● **Supplied material**
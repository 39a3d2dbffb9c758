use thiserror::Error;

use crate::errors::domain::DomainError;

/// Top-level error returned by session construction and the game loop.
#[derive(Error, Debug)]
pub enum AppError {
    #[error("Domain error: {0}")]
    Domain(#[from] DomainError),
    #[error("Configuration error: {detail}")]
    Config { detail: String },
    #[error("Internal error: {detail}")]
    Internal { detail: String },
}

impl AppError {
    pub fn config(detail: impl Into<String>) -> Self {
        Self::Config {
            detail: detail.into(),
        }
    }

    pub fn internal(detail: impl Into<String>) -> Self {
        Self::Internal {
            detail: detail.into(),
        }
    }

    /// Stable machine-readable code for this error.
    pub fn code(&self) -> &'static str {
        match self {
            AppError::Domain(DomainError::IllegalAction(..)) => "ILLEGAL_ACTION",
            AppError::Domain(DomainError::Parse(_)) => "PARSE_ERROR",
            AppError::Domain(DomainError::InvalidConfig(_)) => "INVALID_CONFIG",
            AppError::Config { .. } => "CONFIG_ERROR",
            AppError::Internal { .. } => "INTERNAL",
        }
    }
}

● **Task description**
Only the lines containing "String" are needed; copy each of them from the data.

● **Solution**
    Config { detail: String },
    Internal { detail: String },
    pub fn config(detail: impl Into<String>) -> Self {
    pub fn internal(detail: impl Into<String>) -> Self {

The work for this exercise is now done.